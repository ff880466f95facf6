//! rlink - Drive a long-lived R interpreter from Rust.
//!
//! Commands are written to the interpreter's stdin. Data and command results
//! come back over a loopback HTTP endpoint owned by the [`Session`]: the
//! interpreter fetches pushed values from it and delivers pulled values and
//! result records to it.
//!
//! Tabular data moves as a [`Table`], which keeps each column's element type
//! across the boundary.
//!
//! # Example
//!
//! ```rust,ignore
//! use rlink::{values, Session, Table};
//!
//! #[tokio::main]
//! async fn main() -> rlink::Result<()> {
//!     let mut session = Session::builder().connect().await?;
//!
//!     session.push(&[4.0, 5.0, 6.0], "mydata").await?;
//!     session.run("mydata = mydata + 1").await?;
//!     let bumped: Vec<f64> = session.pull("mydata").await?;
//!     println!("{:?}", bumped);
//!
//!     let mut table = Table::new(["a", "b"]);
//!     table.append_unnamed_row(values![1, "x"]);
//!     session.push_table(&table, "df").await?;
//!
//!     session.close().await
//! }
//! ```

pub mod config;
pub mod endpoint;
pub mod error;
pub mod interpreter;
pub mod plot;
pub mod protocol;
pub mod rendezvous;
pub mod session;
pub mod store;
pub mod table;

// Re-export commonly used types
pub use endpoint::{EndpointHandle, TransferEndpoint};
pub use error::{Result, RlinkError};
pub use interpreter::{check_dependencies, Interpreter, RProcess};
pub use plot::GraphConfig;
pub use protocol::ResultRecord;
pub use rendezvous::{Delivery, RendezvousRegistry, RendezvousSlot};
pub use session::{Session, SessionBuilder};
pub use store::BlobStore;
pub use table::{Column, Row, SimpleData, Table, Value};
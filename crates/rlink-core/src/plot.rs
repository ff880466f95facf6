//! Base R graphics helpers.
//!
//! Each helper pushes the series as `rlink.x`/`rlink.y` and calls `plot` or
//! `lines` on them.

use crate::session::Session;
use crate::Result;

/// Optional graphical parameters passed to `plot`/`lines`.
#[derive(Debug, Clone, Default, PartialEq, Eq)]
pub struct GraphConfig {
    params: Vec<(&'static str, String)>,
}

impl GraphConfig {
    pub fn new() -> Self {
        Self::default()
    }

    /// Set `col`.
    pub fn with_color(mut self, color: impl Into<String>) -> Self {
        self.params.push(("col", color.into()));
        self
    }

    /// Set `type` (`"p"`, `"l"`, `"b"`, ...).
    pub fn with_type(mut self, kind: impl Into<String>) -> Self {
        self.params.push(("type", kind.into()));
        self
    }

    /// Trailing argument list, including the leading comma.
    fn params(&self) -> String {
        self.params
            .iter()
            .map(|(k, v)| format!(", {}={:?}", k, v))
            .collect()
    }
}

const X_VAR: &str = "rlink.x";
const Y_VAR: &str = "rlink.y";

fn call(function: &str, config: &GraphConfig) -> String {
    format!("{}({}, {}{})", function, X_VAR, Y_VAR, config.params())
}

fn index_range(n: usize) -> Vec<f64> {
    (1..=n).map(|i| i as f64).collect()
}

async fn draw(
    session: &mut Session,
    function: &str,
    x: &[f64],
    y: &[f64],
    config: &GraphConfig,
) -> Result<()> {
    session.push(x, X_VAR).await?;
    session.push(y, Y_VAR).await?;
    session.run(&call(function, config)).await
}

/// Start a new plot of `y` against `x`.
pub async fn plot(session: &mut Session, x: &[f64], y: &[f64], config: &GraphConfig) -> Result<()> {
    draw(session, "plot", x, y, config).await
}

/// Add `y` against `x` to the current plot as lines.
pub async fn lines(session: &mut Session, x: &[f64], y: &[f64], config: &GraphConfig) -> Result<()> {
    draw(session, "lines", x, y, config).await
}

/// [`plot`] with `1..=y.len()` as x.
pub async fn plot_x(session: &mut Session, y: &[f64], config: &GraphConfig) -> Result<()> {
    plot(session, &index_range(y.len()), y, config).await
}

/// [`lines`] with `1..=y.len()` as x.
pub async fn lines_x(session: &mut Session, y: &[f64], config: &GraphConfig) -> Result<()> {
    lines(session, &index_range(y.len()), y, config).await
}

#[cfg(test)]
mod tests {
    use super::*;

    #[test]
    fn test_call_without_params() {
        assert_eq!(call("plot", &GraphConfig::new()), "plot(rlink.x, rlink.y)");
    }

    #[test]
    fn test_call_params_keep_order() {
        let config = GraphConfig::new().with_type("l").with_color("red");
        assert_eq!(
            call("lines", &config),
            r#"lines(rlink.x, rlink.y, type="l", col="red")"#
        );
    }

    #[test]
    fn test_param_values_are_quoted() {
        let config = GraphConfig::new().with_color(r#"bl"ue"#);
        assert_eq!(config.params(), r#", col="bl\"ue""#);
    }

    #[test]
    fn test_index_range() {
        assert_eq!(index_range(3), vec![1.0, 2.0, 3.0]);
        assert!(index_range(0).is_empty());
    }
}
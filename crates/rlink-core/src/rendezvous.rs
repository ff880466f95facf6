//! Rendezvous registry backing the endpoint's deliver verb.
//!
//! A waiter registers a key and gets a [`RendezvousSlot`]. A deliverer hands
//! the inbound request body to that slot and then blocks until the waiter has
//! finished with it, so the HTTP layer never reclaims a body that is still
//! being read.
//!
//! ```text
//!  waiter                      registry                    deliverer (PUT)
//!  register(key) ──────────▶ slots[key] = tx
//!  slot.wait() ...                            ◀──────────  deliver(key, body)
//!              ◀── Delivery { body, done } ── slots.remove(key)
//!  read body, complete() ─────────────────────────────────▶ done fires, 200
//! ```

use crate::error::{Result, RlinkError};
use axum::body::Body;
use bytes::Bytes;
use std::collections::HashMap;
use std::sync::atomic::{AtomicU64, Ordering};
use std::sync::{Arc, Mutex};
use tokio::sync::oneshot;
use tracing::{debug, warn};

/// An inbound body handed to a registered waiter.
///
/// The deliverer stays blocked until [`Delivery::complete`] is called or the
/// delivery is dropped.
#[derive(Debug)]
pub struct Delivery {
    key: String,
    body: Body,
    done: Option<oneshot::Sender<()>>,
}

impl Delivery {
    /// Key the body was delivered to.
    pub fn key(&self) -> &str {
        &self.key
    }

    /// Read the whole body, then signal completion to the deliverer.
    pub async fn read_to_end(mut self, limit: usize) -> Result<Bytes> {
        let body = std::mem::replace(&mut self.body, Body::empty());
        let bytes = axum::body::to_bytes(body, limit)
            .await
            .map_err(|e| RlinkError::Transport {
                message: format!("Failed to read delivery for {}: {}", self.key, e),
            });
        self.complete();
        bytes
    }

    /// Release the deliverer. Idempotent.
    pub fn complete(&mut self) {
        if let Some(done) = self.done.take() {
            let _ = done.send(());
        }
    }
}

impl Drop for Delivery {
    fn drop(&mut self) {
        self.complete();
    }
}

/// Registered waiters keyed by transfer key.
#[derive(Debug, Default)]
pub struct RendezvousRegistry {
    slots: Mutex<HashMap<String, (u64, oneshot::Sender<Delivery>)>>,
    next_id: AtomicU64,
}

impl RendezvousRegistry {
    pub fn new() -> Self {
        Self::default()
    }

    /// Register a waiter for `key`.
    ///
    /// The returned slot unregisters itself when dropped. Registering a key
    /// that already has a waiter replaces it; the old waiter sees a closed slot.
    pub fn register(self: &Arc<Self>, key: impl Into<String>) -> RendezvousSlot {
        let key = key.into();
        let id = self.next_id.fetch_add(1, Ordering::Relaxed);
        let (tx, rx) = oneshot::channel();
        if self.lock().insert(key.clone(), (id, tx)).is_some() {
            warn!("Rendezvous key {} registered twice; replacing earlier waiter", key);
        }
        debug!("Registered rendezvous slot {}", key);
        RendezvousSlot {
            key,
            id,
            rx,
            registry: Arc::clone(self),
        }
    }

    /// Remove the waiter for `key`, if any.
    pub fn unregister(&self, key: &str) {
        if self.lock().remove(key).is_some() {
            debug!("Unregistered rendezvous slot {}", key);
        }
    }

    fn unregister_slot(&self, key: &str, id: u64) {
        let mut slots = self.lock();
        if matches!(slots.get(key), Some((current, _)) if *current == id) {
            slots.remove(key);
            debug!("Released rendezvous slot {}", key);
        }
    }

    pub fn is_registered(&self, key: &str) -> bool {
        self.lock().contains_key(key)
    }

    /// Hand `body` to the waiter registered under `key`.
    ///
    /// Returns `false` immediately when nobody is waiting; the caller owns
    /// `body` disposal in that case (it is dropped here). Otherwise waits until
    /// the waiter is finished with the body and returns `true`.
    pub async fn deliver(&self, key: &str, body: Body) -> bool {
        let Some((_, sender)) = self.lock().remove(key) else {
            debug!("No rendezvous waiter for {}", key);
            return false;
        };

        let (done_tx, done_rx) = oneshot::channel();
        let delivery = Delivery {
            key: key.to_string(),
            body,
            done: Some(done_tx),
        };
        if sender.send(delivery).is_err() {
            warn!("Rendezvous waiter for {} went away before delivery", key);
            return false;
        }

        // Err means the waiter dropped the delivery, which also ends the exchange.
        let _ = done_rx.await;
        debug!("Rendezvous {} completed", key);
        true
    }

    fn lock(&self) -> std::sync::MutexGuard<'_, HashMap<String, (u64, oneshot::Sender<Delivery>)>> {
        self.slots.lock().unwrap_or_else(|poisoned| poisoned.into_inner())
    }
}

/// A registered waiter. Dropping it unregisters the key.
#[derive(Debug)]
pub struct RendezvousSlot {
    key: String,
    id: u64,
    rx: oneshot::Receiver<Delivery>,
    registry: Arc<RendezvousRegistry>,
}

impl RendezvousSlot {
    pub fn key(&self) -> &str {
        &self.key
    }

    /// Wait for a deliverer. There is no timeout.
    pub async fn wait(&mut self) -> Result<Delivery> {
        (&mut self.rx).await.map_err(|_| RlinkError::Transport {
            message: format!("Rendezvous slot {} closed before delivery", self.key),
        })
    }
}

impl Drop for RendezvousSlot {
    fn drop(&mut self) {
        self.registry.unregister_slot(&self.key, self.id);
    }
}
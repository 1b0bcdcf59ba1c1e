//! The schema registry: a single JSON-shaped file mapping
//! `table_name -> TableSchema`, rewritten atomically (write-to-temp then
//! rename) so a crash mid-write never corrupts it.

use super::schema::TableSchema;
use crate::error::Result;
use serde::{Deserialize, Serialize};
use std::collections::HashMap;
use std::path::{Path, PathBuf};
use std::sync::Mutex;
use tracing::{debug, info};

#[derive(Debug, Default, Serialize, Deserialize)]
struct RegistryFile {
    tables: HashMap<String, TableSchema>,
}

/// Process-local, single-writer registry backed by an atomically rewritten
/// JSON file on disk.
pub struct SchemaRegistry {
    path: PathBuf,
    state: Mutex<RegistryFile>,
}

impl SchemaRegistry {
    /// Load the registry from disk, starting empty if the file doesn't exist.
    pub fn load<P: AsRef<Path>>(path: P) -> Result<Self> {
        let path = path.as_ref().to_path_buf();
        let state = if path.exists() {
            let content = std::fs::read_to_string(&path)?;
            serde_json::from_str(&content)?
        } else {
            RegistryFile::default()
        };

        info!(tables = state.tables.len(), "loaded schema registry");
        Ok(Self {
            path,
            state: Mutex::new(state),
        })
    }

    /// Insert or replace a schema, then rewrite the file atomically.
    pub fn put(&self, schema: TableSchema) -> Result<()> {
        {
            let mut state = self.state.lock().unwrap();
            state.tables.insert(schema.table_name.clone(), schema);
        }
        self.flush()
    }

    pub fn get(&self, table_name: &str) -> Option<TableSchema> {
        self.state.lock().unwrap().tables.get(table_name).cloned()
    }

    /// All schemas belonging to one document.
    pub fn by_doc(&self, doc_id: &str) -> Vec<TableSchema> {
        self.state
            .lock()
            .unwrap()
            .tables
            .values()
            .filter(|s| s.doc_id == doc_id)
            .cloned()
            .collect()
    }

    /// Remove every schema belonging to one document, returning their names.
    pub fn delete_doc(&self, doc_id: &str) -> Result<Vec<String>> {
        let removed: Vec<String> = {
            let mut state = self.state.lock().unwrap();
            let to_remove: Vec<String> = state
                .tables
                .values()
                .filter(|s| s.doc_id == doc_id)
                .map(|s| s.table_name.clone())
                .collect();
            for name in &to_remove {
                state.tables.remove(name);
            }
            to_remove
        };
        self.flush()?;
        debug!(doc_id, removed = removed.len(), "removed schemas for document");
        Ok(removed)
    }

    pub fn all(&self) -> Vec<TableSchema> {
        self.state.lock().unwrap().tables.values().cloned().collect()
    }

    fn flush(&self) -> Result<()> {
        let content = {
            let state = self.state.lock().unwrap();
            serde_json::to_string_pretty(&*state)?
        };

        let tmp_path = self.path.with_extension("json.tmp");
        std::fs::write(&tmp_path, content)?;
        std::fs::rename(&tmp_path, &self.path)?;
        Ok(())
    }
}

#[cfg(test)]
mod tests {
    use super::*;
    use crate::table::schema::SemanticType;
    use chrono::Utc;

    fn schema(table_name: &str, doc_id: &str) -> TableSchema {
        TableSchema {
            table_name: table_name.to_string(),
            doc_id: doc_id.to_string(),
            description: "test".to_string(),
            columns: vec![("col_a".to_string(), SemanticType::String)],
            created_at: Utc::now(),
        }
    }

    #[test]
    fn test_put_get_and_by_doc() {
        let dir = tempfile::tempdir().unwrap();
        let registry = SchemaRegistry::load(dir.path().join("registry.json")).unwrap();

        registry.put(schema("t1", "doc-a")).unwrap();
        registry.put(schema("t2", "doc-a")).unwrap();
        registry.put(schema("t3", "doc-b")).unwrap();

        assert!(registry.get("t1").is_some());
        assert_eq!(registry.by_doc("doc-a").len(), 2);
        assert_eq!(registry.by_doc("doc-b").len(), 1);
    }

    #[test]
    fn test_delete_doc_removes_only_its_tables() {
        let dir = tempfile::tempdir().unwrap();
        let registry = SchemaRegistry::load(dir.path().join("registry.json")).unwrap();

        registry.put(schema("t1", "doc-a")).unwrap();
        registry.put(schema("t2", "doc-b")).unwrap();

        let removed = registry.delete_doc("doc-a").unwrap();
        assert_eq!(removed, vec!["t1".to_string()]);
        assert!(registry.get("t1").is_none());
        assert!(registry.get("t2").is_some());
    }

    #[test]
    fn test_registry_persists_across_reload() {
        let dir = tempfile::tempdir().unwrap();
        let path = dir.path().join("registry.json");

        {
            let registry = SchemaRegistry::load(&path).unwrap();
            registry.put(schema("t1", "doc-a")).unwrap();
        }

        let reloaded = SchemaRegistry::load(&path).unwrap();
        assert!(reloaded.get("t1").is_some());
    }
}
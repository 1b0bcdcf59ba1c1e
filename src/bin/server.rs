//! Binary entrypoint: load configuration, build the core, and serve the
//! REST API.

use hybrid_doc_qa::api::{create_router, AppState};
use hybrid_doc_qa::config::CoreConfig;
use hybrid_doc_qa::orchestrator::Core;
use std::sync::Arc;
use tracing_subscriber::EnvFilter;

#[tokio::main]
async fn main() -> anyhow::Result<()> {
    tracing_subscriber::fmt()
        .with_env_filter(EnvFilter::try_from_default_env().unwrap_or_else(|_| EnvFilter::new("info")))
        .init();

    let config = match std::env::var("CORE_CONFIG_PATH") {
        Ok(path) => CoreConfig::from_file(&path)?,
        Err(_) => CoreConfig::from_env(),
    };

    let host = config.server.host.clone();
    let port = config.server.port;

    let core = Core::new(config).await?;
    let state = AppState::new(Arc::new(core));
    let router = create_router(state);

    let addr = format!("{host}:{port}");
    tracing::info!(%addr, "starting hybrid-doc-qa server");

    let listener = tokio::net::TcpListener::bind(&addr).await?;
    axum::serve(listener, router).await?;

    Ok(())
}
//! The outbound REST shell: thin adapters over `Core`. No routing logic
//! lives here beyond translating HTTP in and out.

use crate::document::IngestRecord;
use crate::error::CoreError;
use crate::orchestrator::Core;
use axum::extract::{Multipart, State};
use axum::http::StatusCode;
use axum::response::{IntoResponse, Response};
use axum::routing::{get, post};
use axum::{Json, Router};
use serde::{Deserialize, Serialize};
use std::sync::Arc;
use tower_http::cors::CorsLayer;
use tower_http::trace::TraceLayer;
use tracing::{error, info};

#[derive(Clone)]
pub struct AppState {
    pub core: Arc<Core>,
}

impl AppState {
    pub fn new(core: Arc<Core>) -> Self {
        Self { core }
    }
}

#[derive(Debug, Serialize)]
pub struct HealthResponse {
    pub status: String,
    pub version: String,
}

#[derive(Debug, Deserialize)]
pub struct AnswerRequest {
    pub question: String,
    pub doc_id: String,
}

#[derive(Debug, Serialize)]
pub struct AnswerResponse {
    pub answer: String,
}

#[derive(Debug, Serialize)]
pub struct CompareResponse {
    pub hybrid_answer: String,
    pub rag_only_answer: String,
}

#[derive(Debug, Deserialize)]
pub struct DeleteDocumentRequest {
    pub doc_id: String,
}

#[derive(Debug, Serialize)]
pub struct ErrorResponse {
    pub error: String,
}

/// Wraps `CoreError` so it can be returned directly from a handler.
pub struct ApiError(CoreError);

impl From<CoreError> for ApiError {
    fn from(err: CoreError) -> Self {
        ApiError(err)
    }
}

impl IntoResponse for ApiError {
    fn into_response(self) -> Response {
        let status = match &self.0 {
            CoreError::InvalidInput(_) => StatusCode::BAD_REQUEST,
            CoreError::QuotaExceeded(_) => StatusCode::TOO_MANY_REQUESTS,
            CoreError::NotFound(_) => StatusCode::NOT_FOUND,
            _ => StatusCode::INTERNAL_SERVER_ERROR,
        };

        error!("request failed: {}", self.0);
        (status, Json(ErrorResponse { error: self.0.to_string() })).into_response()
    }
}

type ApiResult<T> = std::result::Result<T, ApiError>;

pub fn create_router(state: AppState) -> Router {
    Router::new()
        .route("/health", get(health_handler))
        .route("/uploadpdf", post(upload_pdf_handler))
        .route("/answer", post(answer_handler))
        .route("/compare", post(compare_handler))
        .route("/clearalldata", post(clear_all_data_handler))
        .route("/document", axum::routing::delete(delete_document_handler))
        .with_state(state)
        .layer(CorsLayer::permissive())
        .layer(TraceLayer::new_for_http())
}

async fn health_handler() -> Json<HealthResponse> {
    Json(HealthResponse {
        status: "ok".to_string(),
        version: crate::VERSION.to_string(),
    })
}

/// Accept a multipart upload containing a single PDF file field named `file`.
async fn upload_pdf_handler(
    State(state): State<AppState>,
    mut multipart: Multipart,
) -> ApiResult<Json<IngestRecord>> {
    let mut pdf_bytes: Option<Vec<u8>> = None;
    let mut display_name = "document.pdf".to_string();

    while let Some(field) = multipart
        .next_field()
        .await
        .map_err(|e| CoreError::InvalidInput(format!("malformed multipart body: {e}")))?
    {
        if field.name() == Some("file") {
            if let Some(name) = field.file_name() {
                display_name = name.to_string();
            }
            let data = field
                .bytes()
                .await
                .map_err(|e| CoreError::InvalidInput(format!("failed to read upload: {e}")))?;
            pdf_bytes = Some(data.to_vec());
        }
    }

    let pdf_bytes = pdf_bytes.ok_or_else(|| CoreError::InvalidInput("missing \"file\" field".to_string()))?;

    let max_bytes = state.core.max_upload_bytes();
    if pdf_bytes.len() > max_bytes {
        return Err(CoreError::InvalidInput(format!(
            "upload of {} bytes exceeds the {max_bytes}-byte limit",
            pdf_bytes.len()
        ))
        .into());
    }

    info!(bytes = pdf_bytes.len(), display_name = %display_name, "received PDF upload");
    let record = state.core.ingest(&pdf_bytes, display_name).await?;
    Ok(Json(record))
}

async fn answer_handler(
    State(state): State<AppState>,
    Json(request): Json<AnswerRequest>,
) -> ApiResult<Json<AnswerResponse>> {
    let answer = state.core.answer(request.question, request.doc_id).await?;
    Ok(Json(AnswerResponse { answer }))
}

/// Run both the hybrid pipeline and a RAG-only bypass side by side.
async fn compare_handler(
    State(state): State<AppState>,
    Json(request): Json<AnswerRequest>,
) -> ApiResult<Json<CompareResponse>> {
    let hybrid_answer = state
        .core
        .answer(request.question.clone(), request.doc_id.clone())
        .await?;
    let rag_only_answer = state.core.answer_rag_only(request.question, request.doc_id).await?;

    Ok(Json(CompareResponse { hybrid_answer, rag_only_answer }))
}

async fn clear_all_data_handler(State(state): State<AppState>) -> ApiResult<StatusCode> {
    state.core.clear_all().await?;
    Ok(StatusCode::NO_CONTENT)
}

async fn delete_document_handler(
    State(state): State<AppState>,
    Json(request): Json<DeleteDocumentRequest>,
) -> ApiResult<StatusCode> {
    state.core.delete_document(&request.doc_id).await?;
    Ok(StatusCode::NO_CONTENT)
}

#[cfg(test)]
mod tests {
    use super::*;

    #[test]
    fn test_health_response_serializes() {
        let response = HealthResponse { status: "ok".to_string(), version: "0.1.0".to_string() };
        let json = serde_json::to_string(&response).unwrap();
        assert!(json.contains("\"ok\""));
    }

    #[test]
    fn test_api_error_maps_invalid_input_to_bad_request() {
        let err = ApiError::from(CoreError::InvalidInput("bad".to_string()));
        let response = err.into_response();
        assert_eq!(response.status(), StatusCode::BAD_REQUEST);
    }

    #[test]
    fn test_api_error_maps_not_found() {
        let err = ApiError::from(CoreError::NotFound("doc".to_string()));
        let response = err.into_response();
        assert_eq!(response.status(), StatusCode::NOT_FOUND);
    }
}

*-*-*

> **PROBLEM DESCRIPTION**
All that is required is the number of lines in the data above that contain the word "oneshot".

> **RESULT OF THE EXERCISE**
7